In 2013 Owunna began work on Limitless Africans. The book took six and a half years to create, during which Owunna traveled to ten countries across North America, Europe and the Caribbean to document the experiences of LGBTQ African immigrants and refugees. "Growing up, I was told that it was 'un-African' to be gay and that homosexuality was foreign to our culture. After enduring years of severe alienation from my Nigerian heritage and a series of exorcisms in Nigeria, I started Limitless to reclaim my African-ness and queerness on my own terms." The New York Times described the book as "defiant and arresting, challenging notions of what queer people look like, what African people look like and the grace that comes from loving oneself."

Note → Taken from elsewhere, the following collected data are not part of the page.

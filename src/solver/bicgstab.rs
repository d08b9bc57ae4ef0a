//! Right-preconditioned BiCGStab (Saad §7.1) over distributed vectors.
//!
//! Every inner product is an all-reduce, so all ranks see the same scalars
//! and take the same branches; the solve is collective.

use crate::core::traits::LocalMatrix;
use crate::distributed::{DistMatrix, DistVector};
use crate::error::KError;
use crate::preconditioner::Preconditioner;
use crate::solver::LinearSolver;
use crate::utils::convergence::{Convergence, SolveStats};

const BREAKDOWN: f64 = 1e-300;

pub struct BiCgStabSolver {
    pub conv: Convergence<f64>,
}

impl BiCgStabSolver {
    pub fn new(tol: f64, max_iters: usize) -> Self {
        Self { conv: Convergence { tol, max_iters } }
    }
}

/// `out ← M⁻¹·v`, or a copy of `v` without a preconditioner.
fn precondition<M>(
    pc: Option<&dyn Preconditioner<M, DistVector>>,
    v: &DistVector,
    out: &mut DistVector,
) -> Result<(), KError> {
    match pc {
        Some(pc) => {
            out.zero();
            pc.apply(v, out)
        }
        None => out.copy_from(v),
    }
}

fn breakdown(what: &str) -> KError {
    KError::NotSolvable(format!("BiCGStab breakdown: {what} ~ 0"))
}

impl<M: LocalMatrix> LinearSolver<DistMatrix<M>, DistVector> for BiCgStabSolver {
    type Error = KError;
    type Scalar = f64;

    fn solve(
        &mut self,
        a: &DistMatrix<M>,
        pc: Option<&dyn Preconditioner<DistMatrix<M>, DistVector>>,
        b: &DistVector,
        x: &mut DistVector,
    ) -> Result<SolveStats<f64>, KError> {
        let _span = tracing::debug_span!("bicgstab", rank = a.channel().rank(), n = b.size()).entered();

        let mut r = a.row_vector()?;
        a.residual(b, x, &mut r, false)?;
        let r_hat = r.clone();
        let b_norm = b.norm2()?;
        let res0 = r.norm2()?;
        let (stop, mut stats) = self.conv.check(res0, b_norm, 0);
        if stop {
            return Ok(stats);
        }

        let mut p = a.row_vector()?;
        let mut v = a.row_vector()?;
        let mut s = a.row_vector()?;
        let mut t = a.row_vector()?;
        let mut p_hat = a.column_vector()?;
        let mut s_hat = a.column_vector()?;

        let mut rho_prev = 1.0;
        let mut alpha = 1.0;
        let mut omega = 1.0;

        for i in 1..=self.conv.max_iters {
            let rho = r_hat.dot(&r)?;
            if rho.abs() < BREAKDOWN {
                return Err(breakdown("rho"));
            }
            let beta = (rho / rho_prev) * (alpha / omega);

            // p = r + beta * (p - omega * v)
            p.axpy(-omega, &v)?;
            p.aypx(beta, &r)?;

            precondition(pc, &p, &mut p_hat)?;
            a.multiply(&p_hat, &mut v)?;
            let r_hat_v = r_hat.dot(&v)?;
            if r_hat_v.abs() < BREAKDOWN {
                return Err(breakdown("r_hat.v"));
            }
            alpha = rho / r_hat_v;

            // s = r - alpha * v
            s.copy_from(&r)?;
            s.axpy(-alpha, &v)?;
            let s_norm = s.norm2()?;
            let (_, st) = self.conv.check(s_norm, b_norm, i);
            if st.converged {
                x.axpy(alpha, &p_hat)?;
                tracing::debug!(iterations = i, residual = s_norm, "BiCGStab converged");
                return Ok(st);
            }

            precondition(pc, &s, &mut s_hat)?;
            a.multiply(&s_hat, &mut t)?;
            let t_s = t.dot(&s)?;
            let t_t = t.dot(&t)?;
            if t_t.abs() < BREAKDOWN {
                return Err(breakdown("||t||"));
            }
            omega = t_s / t_t;

            x.axpy(alpha, &p_hat)?;
            x.axpy(omega, &s_hat)?;

            // r = s - omega * t
            r.copy_from(&s)?;
            r.axpy(-omega, &t)?;
            let r_norm = r.norm2()?;
            if !r_norm.is_finite() {
                return Err(KError::NotSolvable("BiCGStab diverged: non-finite residual".into()));
            }
            let (stop, st) = self.conv.check(r_norm, b_norm, i);
            stats = st;
            if stop {
                break;
            }
            if omega.abs() < BREAKDOWN {
                return Err(breakdown("omega"));
            }
            rho_prev = rho;
        }
        tracing::debug!(
            iterations = stats.iterations,
            residual = stats.final_residual,
            converged = stats.converged,
            "BiCGStab finished"
        );
        Ok(stats)
    }
}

His project Infinite Essence grew out of frustration with the constant media images of Black bodies as sites of violence and death. "What is the impact that has when you see somebody who looks like you being killed all of the time?" The project's goal is "to counteract the pain of those photos, to create imagery that show[s] the black body not as a site of death but as a site of magic." In February 2019 he received a $20,000 grant from the Greater Pittsburgh Arts Council to complete the project.